Thomas Jefferson Papers

From Thomas Jefferson to William Eustis, 30 December 1801

To William Eustis

Wednesday Dec. 30. 1801.

Th: Jefferson requests the favor of The Honble Doctr. Eustis’s company to dinner the day after tomorrow at half after three oclock—

RC (facsimile in Washington Post, 8 Oct. 1961); in Meriwether Lewis’s hand.

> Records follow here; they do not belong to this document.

//! SQLite storage for catalog entities
//!
//! ## Tables
//!
//! - `works`, `sources`, `plans` - entity rows `(id, kind, body, revision)`
//! - `plan_inputs` - plan → source relation (one row per plan)
//! - `plan_outputs` - plan → work relation (one row per plan)
//!
//! ## Transactions
//!
//! Writes go through [`CatalogDb::write`], which runs the closure inside a
//! single `IMMEDIATE` transaction and commits only if it returns `Ok`.
//! Reads go through [`CatalogDb::read`]. A multi-page listing is a sequence of
//! independent reads; rows inserted behind an issued cursor are not revisited.

pub mod entities;
pub mod plan_query;
pub mod relations;
pub mod schema;

use std::path::Path;
use std::sync::Mutex;

use rusqlite::types::Type;
use rusqlite::{Connection, Transaction, TransactionBehavior};
use tracing::{debug, info};
use uuid::Uuid;

use crate::error::CatalogError;
use crate::model::EntityTable;

/// SQLite database holding the catalog
pub struct CatalogDb {
    conn: Mutex<Connection>,
}

impl CatalogDb {
    /// Open or create the catalog database file
    pub fn open(db_path: &Path) -> Result<Self, CatalogError> {
        info!("Opening SQLite database at {:?}", db_path);

        let conn = Connection::open(db_path)?;

        // WAL for concurrent readers; foreign keys keep relation rows honest
        conn.execute_batch("PRAGMA journal_mode=WAL; PRAGMA synchronous=NORMAL; PRAGMA foreign_keys=ON;")?;

        let db = Self {
            conn: Mutex::new(conn),
        };
        db.init_schema()?;

        Ok(db)
    }

    /// Open an in-memory database (for testing)
    pub fn open_in_memory() -> Result<Self, CatalogError> {
        debug!("Opening in-memory SQLite database");

        let conn = Connection::open_in_memory()?;
        conn.execute_batch("PRAGMA foreign_keys=ON;")?;

        let db = Self {
            conn: Mutex::new(conn),
        };
        db.init_schema()?;

        Ok(db)
    }

    fn init_schema(&self) -> Result<(), CatalogError> {
        self.with_conn(schema::init_schema)
    }

    /// Run a closure with shared access to the connection
    pub fn with_conn<F, T>(&self, f: F) -> Result<T, CatalogError>
    where
        F: FnOnce(&Connection) -> Result<T, CatalogError>,
    {
        let conn = self.conn.lock().map_err(|_| CatalogError::LockPoisoned)?;
        f(&conn)
    }

    /// Run a closure with exclusive access to the connection
    pub fn with_conn_mut<F, T>(&self, f: F) -> Result<T, CatalogError>
    where
        F: FnOnce(&mut Connection) -> Result<T, CatalogError>,
    {
        let mut conn = self.conn.lock().map_err(|_| CatalogError::LockPoisoned)?;
        f(&mut conn)
    }

    /// Run a closure inside one write transaction.
    ///
    /// The transaction commits only when the closure returns `Ok`; on `Err`
    /// it is dropped, which rolls back every statement the closure issued.
    pub fn write<F, T>(&self, f: F) -> Result<T, CatalogError>
    where
        F: FnOnce(&Transaction<'_>) -> Result<T, CatalogError>,
    {
        self.with_conn_mut(|conn| {
            let tx = conn.transaction_with_behavior(TransactionBehavior::Immediate)?;
            let value = f(&tx)?;
            tx.commit()?;
            Ok(value)
        })
    }

    /// Run a closure inside one read transaction
    pub fn read<F, T>(&self, f: F) -> Result<T, CatalogError>
    where
        F: FnOnce(&Transaction<'_>) -> Result<T, CatalogError>,
    {
        self.with_conn_mut(|conn| {
            let tx = conn.transaction_with_behavior(TransactionBehavior::Deferred)?;
            let value = f(&tx)?;
            tx.commit()?;
            Ok(value)
        })
    }

    /// Get database statistics
    pub fn stats(&self) -> Result<DbStats, CatalogError> {
        self.with_conn(|conn| {
            Ok(DbStats {
                work_count: entities::count_entities(conn, EntityTable::Works)?,
                source_count: entities::count_entities(conn, EntityTable::Sources)?,
                plan_count: entities::count_entities(conn, EntityTable::Plans)?,
            })
        })
    }
}

/// Database statistics
#[derive(Debug, Clone, serde::Serialize)]
pub struct DbStats {
    pub work_count: u64,
    pub source_count: u64,
    pub plan_count: u64,
}

/// Ids are stored as lowercase hyphenated text, which sorts the same way as
/// the raw bytes.
pub(crate) fn id_text(id: Uuid) -> String {
    id.hyphenated().to_string()
}

/// Parse an id column back into a `Uuid`
pub(crate) fn parse_id(column: usize, text: &str) -> Result<Uuid, rusqlite::Error> {
    Uuid::parse_str(text)
        .map_err(|e| rusqlite::Error::FromSqlConversionFailure(column, Type::Text, Box::new(e)))
}

#[cfg(test)]
mod tests {
    use super::*;
    use crate::model::{FileSource, Source};

    #[test]
    fn test_open_file_database() {
        let dir = tempfile::tempdir().unwrap();
        let path = dir.path().join("catalog.db");

        let id = Uuid::new_v4();
        {
            let db = CatalogDb::open(&path).unwrap();
            db.write(|tx| {
                entities::put(tx, id, &Source::File(FileSource { path: "/a.mkv".into() }))
            })
            .unwrap();
        }

        // Reopening keeps the data and does not re-create the schema
        let db = CatalogDb::open(&path).unwrap();
        let stats = db.stats().unwrap();
        assert_eq!(stats.source_count, 1);
        assert_eq!(stats.work_count, 0);
        assert_eq!(stats.plan_count, 0);
    }

    #[test]
    fn test_write_rolls_back_on_error() {
        let db = CatalogDb::open_in_memory().unwrap();
        let id = Uuid::new_v4();

        let result: Result<(), CatalogError> = db.write(|tx| {
            entities::put(tx, id, &Source::File(FileSource { path: "/a.mkv".into() }))?;
            Err(CatalogError::InvalidInput("abort".into()))
        });
        assert!(result.is_err());

        assert_eq!(db.stats().unwrap().source_count, 0);
    }

    #[test]
    fn test_id_text_sorts_like_bytes() {
        let low = Uuid::from_bytes([0x0a; 16]);
        let high = Uuid::from_bytes([0xa0; 16]);
        assert!(id_text(low) < id_text(high));
        assert_eq!(parse_id(0, &id_text(high)).unwrap(), high);
        assert!(parse_id(0, "nope").is_err());
    }
}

William Eustis (1753–1825), a native of Cambridge, Massachusetts, and a graduate of Harvard College, was a surgeon during the Revolutionary War. Eustis held a seat in the lower house of the Massachusetts legislature from 1788 to 1794, and he served from 1801 to 1805 in the U.S. House of Representatives, where he was known as a moderate Republican. TJ consulted Eustis in Washington about chronic diarrhea, for which Eustis recommended English physician Thomas Sydenham’s remedy of riding “a trotting horse.” During Madison’s administration, Eustis was secretary of war from 1809 until his resignation in 1812. Thereafter he was minister to the United Netherlands, a congressman again, and governor of his native state from 1823 until his death. Eustis married Caroline Langdon of Portsmouth, New Hampshire, in 1810 (ANB description begins John A. Garraty and Mark C. Carnes, eds., American National Biography, New York and Oxford, 1999, 24 vols. description ends ; Vol. 32:349n; TJ to Henry Fry, 17 June 1804).